Note that the way that the symbolic Toolbox works changes drastically from year to year, but hopefully this will work for you. Now one can add the equation Eq1 to the list of inputs of dSolve but there are two problems with that: One is that dSolve seems to prefer character inputs and the second is that dSolve doesn't seem to realize that there are 3 independent variables a, b, and c (it only sees 2 variables, b and c).
To solve the second problem, I differentiated the original equation to get a new differential equation, there were three problems with that: the first is Matlab evaluated the derivative of a with respect to t as 0, so I had to replace a with a(t) and such like for b and c (I called a(t) the long version of a). The second problem was Matlab used inconsistent notation, instead of representing the derivative of a as Da, it represented it as diff(a(t), t) thus I had to replace the latter with the former and such like for b and c; this gave me Da = Db + Dc. The final problem with that is that the system is now under determined, so I had to get the initial values, here I could have solved for a(0) but Matlab seemed happy with using a(0) = b(0) + c(0).

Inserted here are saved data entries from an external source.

pub mod config;
pub mod db;
pub mod error;
pub mod interval;
pub mod timeseries;
use std::env;
use std::path::{Path, PathBuf};

use log::info;

use crate::db::elia::dataset::BASE_URL;
use crate::db::hf::forecast_file::HF_BASE_URL;
use crate::error::FeedError;
use crate::interval::date_tz::time_zone;

pub const DEFAULT_DATA_DIR: &str = "./data";
pub const DEFAULT_HF_REPO_ID: &str = "rexsovietskiy/wind-forecast";
pub const DEFAULT_TZ: &str = "CET";

/// Settings read from the environment, see `.env/{env}.env`.
///
/// | variable       | default                       |
/// |----------------|-------------------------------|
/// | `DATA_DIR`     | `./data`                      |
/// | `HF_TOKEN`     | none                          |
/// | `HF_REPO_ID`   | `rexsovietskiy/wind-forecast` |
/// | `FORECAST_TZ`  | `CET`                         |
/// | `ELIA_URL`     | the Elia open data endpoint   |
/// | `HF_URL`       | the Hugging Face datasets url |
#[derive(Debug, Clone, PartialEq)]
pub struct Config {
    pub data_dir: PathBuf,
    pub hf_token: Option<String>,
    pub hf_repo_id: String,
    pub forecast_tz: String,
    pub elia_base_url: String,
    pub hf_base_url: String,
}

impl Config {
    /// Load `.env/{env_name}.env` into the process environment if it exists,
    /// then read the settings.
    pub fn load(env_name: &str) -> Result<Config, FeedError> {
        let path = format!(".env/{env_name}.env");
        match dotenvy::from_path(Path::new(&path)) {
            Ok(_) => info!("Loaded environment from {}", path),
            Err(e) if e.not_found() => info!("No {} file, using the process environment", path),
            Err(e) => return Err(FeedError::Config(format!("failed to read {path}: {e}"))),
        }
        Config::from_vars(|key| env::var(key).ok())
    }

    /// Build the settings from a variable lookup.  Fails if the timezone is
    /// unknown.
    pub fn from_vars<F>(var: F) -> Result<Config, FeedError>
    where
        F: Fn(&str) -> Option<String>,
    {
        let non_empty = |key: &str| var(key).filter(|v| !v.trim().is_empty());
        let config = Config {
            data_dir: PathBuf::from(non_empty("DATA_DIR").unwrap_or(DEFAULT_DATA_DIR.to_string())),
            hf_token: non_empty("HF_TOKEN"),
            hf_repo_id: non_empty("HF_REPO_ID").unwrap_or(DEFAULT_HF_REPO_ID.to_string()),
            forecast_tz: non_empty("FORECAST_TZ").unwrap_or(DEFAULT_TZ.to_string()),
            elia_base_url: non_empty("ELIA_URL").unwrap_or(BASE_URL.to_string()),
            hf_base_url: non_empty("HF_URL").unwrap_or(HF_BASE_URL.to_string()),
        };
        time_zone(&config.forecast_tz)?;
        Ok(config)
    }
}
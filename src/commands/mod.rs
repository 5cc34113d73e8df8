pub mod init;
pub mod run;
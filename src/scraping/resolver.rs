//! Follows a document's intermediate page to its PDF link and summary

use std::sync::Arc;

use tracing::debug;
use url::Url;

use super::extractor::{IntermediatePage, LinkExtractor};
use super::fetcher::FetchEngine;
use crate::types::{DocumentRef, ResolvedDownload};

/// Resolves intermediate pages
#[derive(Clone)]
pub struct DocumentResolver {
    fetcher: Arc<FetchEngine>,
    extractor: Arc<LinkExtractor>,
}

impl DocumentResolver {
    pub fn new(fetcher: Arc<FetchEngine>, extractor: Arc<LinkExtractor>) -> Self {
        Self { fetcher, extractor }
    }

    /// Fetch the intermediate page once and derive both the PDF link and the
    /// summary from it. An unreachable page resolves to neither.
    pub async fn resolve(&self, doc: DocumentRef) -> ResolvedDownload {
        let page = match self.fetcher.fetch_page(&doc.intermediate_url).await {
            Some(html) => self.extractor.parse_intermediate(&html),
            None => IntermediatePage::default(),
        };

        debug!(
            "Resolved {}: pdf={:?}, summary={}",
            doc.title,
            page.pdf_url.as_ref().map(Url::as_str),
            page.summary.is_some()
        );

        ResolvedDownload {
            title: doc.title,
            intermediate_url: doc.intermediate_url,
            pdf_url: page.pdf_url,
            summary: page.summary,
        }
    }

    /// Fetch a page and return only its PDF link.
    pub async fn fetch_pdf_link(&self, intermediate_url: &Url) -> Option<Url> {
        let html = self.fetcher.fetch_page(intermediate_url).await?;
        self.extractor.extract_pdf_link(&html)
    }

    /// Fetch a page and return only its summary.
    pub async fn fetch_summary(&self, intermediate_url: &Url) -> Option<String> {
        let html = self.fetcher.fetch_page(intermediate_url).await?;
        self.extractor.extract_summary(&html)
    }
}
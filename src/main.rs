//! csrc-harvest: bulk downloader for NIST CSRC Special Publications

mod commands;

use anyhow::{Context, Result};
use clap::{Parser, Subcommand};
use csrc_harvest::config::{Config, DispatchStrategy, DEFAULT_CONFIG_FILE};
use csrc_harvest::logging::init_logging;
use std::path::PathBuf;

use commands::{init::init_config, run::run_harvest, run::RunArgs};

#[derive(Parser)]
#[command(name = "csrc-harvest")]
#[command(about = "Download NIST Special Publication PDFs from csrc.nist.gov")]
#[command(version)]
struct Cli {
    /// Configuration file path
    #[arg(short, long, global = true, default_value = DEFAULT_CONFIG_FILE)]
    config: PathBuf,

    /// Download directory (overrides the config file)
    #[arg(short, long, global = true)]
    download_dir: Option<PathBuf>,

    /// Verbosity level
    #[arg(short, long, global = true, action = clap::ArgAction::Count)]
    verbose: u8,

    /// Hide progress bars
    #[arg(short, long, global = true)]
    quiet: bool,

    #[command(subcommand)]
    command: Option<Commands>,
}

#[derive(Subcommand)]
enum Commands {
    /// Crawl the listing and download PDFs (default)
    Run(RunCli),

    /// Write a default configuration file
    Init {
        /// Output directory
        #[arg(default_value = ".")]
        path: PathBuf,
    },
}

#[derive(clap::Args, Default)]
struct RunCli {
    /// Download every listed publication instead of a sample
    #[arg(long, conflicts_with = "sample_size")]
    all: bool,

    /// Number of publications to sample
    #[arg(short = 'n', long)]
    sample_size: Option<usize>,

    /// Seed for reproducible sampling
    #[arg(long)]
    seed: Option<u64>,

    /// Concurrent downloads for the pool strategy
    #[arg(short, long)]
    workers: Option<usize>,

    /// Dispatch strategy
    #[arg(long, value_enum)]
    strategy: Option<CliStrategy>,

    /// Resolve PDF links without downloading
    #[arg(long)]
    dry_run: bool,
}

/// CLI strategy enum (mirrors DispatchStrategy but with clap support)
#[derive(Clone, Copy, Debug, clap::ValueEnum)]
enum CliStrategy {
    /// Bounded worker pool
    Pool,
    /// One task per publication
    Gather,
}

impl From<CliStrategy> for DispatchStrategy {
    fn from(strategy: CliStrategy) -> Self {
        match strategy {
            CliStrategy::Pool => DispatchStrategy::Pool,
            CliStrategy::Gather => DispatchStrategy::Gather,
        }
    }
}

impl From<RunCli> for RunArgs {
    fn from(cli: RunCli) -> Self {
        RunArgs {
            all: cli.all,
            sample_size: cli.sample_size,
            seed: cli.seed,
            workers: cli.workers,
            strategy: cli.strategy.map(Into::into),
            dry_run: cli.dry_run,
        }
    }
}

#[tokio::main]
async fn main() -> Result<()> {
    let cli = Cli::parse();

    let args = match cli.command.unwrap_or(Commands::Run(RunCli::default())) {
        Commands::Init { path } => return init_config(path),
        Commands::Run(args) => args,
    };

    let mut config = Config::load_or_default(&cli.config)?;

    // Override download dir if specified
    if let Some(download_dir) = cli.download_dir {
        config.harvest.download_dir = download_dir;
    }

    // The log file lives inside the download directory
    std::fs::create_dir_all(&config.harvest.download_dir).with_context(|| {
        format!(
            "Failed to create download directory {}",
            config.harvest.download_dir.display()
        )
    })?;
    let log_path = config.harvest.log_path();
    init_logging(&config.logging, cli.verbose, Some(&log_path))?;

    run_harvest(config, args.into(), cli.quiet).await
}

Now back to the original first problem, to solve that I had to convert every sym back into a char.
Here is the code
function SolveExample
syms a b c y C1 C2 t;
Eq1 = sym('a = b + c');
dEq1 = 'Db = 1/C1*y(t)';
dEq2 = 'Dc = 1/C2*y(t)';
[dEq3, initEq3] = ...
TurnEqIntoDEq(Eq1, [a b c], t, 0);
% In the most general case Eq1 will be an array
% and thus DEq3 will be one too
dEq3_char = SymArray2CharCell(dEq3);
initEq3_char = SymArray2CharCell(initEq3);
% Below is the same as
% dsolve(dEq1, dEq2, 'Da = Db + Dc', ...
% 'b(0)=0','c(0)=0', 'a(0) = b(0) + c(0)', 't');
[sol_dEq1, sol_dEq2, sol_dEq3] = dsolve(...
dEq1, dEq2, dEq3_char{:}, ...
'b(0)=0','c(0)=0', initEq3_char{:}, 't')
end
function [D_Eq, initEq] = ...
TurnEqIntoDEq(eq, depVars, indepVar, initialVal)
% Note that eq and depVars
% may all be vectors or scalars
% and they need not be the same size.
% eq = equations
% depVars = dependent variables
% indepVar = independent variable
% initialVal = initial value of indepVar
depVarsLong = sym(zeros(size(depVars)));
for k = 1:numel(depVars)
% Make the variables functions
% eg. a becomes a(t)
% This is so that diff(a, t) does not become 0
depVarsLong(k) = sym([char(depVars(k)) '(' ...
char(indepVar) ')']);
end
% Next make the equation in terms of these functions
eqLong = subs(eq, depVars, depVarsLong);
% Now find the ODE corresponding to the equation
D_EqLong = diff(eqLong, indepVar);
% Now replace all the long terms like 'diff(a(t), t)'
% with short terms like 'Da'
% otherwise dSolve will not work.
% First make the short variables 'Da'
D_depVarsShort = sym(zeros(size(depVars)));
for k = 1:numel(depVars)
D_depVarsShort(k) = sym(['D' char(depVars(k))]);
end
% Next make the long names like 'diff(a(t), t)'
D_depVarsLong = diff(depVarsLong, indepVar);
% Finally replace
D_Eq = subs(D_EqLong, D_depVarsLong, D_depVarsShort);
% Finally determine the equation
% governing the initial values
initEq = subs(eqLong, indepVar, initialVal);
end
function cc = SymArray2CharCell(sa)
cc = cell(size(sa));
for k = 1:numel(sa)
cc{k} = char(sa(k));
end
end
Some minor notes, I changed the == to = as that seems to be a difference between our versions of Matlab. Also I added t as the independent variable in dsolve. I also assumed that you know about cells, numel, linear indexes, ect.